Saved entries
● ● ● ●
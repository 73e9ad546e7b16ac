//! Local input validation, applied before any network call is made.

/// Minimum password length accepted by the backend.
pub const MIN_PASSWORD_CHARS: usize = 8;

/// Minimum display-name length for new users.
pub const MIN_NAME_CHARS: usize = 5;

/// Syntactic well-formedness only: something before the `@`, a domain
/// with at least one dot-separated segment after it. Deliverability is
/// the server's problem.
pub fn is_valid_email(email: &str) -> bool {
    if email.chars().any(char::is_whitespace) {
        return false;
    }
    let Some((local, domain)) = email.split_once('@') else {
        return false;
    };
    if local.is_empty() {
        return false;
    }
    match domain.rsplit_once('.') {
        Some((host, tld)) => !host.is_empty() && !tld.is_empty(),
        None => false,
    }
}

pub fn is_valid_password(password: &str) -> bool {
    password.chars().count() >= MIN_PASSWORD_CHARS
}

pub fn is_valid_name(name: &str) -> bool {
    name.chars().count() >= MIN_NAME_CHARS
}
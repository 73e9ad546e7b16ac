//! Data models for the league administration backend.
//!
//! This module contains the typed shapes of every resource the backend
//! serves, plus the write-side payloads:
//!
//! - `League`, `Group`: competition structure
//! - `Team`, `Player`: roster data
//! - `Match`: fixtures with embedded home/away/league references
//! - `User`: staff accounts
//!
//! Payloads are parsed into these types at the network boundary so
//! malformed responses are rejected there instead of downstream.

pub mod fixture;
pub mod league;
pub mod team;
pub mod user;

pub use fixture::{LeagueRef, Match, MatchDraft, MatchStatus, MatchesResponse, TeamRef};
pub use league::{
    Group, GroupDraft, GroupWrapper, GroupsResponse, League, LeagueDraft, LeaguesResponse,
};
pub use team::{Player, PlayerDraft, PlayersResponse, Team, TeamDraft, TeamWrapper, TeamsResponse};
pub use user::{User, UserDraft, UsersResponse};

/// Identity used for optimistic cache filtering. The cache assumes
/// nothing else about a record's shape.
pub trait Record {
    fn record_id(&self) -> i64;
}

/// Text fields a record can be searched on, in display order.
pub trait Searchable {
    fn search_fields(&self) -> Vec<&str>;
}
● ● ● ●
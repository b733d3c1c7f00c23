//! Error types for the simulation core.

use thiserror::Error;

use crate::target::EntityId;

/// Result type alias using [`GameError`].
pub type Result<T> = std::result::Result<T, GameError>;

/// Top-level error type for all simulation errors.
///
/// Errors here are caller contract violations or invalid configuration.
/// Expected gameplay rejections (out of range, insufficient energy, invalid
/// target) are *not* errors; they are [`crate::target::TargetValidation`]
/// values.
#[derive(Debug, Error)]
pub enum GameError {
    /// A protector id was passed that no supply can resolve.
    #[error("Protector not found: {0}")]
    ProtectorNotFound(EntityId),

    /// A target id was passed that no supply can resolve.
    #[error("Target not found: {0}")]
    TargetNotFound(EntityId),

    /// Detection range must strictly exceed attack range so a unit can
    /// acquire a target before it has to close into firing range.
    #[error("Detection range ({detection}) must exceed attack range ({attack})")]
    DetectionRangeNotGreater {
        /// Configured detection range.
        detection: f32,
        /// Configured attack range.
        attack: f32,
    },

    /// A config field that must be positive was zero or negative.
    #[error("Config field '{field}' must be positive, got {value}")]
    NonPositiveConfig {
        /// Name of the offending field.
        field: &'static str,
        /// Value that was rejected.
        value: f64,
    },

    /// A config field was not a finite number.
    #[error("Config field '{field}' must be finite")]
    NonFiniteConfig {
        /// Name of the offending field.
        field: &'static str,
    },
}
● ● ● ●
- EXERCISE PROMPT: Wherever "backend" occurs in the records above, copy the line it sits in.

- ANSWER SPACE:
/// Minimum password length accepted by the backend.
//! Data models for the league administration backend.
//! This module contains the typed shapes of every resource the backend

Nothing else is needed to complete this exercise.